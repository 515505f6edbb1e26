//! Log writer module
//!
//! Provides thread-safe log writing to files or stdout/stderr.

use std::fs::{File, OpenOptions};
use std::io::{self, Write};
use std::path::Path;
use std::sync::{Mutex, OnceLock};

/// Global log writer instance
static LOG_WRITER: OnceLock<LogWriter> = OnceLock::new();

/// Log output target
enum LogTarget {
    /// Write to stdout
    Stdout,
    /// Write to stderr
    Stderr,
    /// Write to file
    File(Mutex<File>),
}

/// Thread-safe log writer
pub struct LogWriter {
    /// Access log target
    access: LogTarget,
    /// Error log target
    error: LogTarget,
}

impl LogWriter {
    /// Create a new log writer with optional file paths
    fn new(access_log_file: Option<&str>, error_log_file: Option<&str>) -> io::Result<Self> {
        let access = match access_log_file {
            Some(path) => LogTarget::File(Mutex::new(open_log_file(path)?)),
            None => LogTarget::Stdout,
        };

        let error = match error_log_file {
            Some(path) => LogTarget::File(Mutex::new(open_log_file(path)?)),
            None => LogTarget::Stderr,
        };

        Ok(Self { access, error })
    }

    /// Write to access log
    pub fn write_access(&self, message: &str) {
        write_to_target(&self.access, message);
    }

    /// Write to error log
    pub fn write_error(&self, message: &str) {
        write_to_target(&self.error, message);
    }
}

/// Open or create a log file for appending
fn open_log_file(path: &str) -> io::Result<File> {
    // Create parent directories if they don't exist
    if let Some(parent) = Path::new(path).parent() {
        if !parent.as_os_str().is_empty() {
            std::fs::create_dir_all(parent)?;
        }
    }

    OpenOptions::new().create(true).append(true).open(path)
}

/// Write message to log target
fn write_to_target(target: &LogTarget, message: &str) {
    match target {
        LogTarget::Stdout => {
            println!("{message}");
        }
        LogTarget::Stderr => {
            eprintln!("{message}");
        }
        LogTarget::File(file) => {
            if let Ok(mut f) = file.lock() {
                let _ = writeln!(f, "{message}");
            }
        }
    }
}

/// Initialize the global log writer
///
/// This should be called once at application startup.
/// Returns error if log files cannot be opened.
pub fn init(access_log_file: Option<&str>, error_log_file: Option<&str>) -> io::Result<()> {
    let writer = LogWriter::new(access_log_file, error_log_file)?;
    LOG_WRITER.set(writer).map_err(|_| {
        io::Error::new(
            io::ErrorKind::AlreadyExists,
            "Log writer already initialized",
        )
    })
}

/// Get the global log writer, if `init()` has been called
pub fn get() -> Option<&'static LogWriter> {
    LOG_WRITER.get()
}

_Exercise_: Pull out every line in the data above that has the word "files".

_Output_:
//! Provides thread-safe log writing to files or stdout/stderr.
/// Returns error if log files cannot be opened.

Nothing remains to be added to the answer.